*** Begin section ***

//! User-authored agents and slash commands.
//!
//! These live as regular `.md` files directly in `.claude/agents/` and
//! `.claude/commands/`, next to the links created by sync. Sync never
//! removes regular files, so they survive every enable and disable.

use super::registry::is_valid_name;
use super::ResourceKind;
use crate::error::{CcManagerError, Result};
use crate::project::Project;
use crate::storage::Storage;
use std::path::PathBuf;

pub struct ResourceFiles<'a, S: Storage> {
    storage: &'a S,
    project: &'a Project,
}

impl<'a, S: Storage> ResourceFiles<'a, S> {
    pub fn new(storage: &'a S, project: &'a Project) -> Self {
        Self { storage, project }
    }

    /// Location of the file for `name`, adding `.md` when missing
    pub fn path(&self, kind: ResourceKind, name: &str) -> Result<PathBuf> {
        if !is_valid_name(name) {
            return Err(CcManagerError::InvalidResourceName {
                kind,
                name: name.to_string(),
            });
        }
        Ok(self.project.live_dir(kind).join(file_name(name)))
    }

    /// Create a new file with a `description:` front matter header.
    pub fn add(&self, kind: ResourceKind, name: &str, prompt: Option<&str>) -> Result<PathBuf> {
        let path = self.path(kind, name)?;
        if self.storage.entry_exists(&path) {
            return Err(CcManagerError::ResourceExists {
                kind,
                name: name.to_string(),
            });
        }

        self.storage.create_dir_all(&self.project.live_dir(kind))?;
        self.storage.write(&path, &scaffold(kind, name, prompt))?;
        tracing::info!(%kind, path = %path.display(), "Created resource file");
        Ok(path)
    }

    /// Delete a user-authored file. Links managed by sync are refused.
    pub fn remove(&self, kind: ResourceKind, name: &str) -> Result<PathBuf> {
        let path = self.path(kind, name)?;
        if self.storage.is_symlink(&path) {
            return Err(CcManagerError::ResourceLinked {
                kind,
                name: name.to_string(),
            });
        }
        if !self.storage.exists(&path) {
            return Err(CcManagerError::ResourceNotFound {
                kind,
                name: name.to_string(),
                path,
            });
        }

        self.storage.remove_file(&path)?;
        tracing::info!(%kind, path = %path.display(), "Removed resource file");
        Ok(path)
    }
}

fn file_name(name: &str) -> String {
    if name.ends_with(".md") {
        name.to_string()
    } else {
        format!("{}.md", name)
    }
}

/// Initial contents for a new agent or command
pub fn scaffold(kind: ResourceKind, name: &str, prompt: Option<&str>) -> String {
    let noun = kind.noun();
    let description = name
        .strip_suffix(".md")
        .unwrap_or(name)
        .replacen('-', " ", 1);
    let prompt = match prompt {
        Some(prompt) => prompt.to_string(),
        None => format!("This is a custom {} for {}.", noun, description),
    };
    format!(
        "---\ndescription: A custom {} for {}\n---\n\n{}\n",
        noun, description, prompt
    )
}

*** End section ***
*** Begin section ***

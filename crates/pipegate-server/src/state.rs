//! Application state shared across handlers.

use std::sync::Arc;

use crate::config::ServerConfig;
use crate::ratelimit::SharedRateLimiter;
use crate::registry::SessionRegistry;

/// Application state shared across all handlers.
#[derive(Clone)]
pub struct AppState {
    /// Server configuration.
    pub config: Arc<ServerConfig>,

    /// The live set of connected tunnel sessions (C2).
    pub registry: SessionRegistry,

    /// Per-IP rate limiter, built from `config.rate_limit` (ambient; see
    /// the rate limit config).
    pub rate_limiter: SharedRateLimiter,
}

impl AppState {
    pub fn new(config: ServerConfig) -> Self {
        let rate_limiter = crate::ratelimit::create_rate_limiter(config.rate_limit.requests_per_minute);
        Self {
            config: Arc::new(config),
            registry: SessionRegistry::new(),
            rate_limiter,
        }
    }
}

*** End section ***

If a line in the material above contains the word "tracing", copy it.

        tracing::info!(%kind, path = %path.display(), "Created resource file");
        tracing::info!(%kind, path = %path.display(), "Removed resource file");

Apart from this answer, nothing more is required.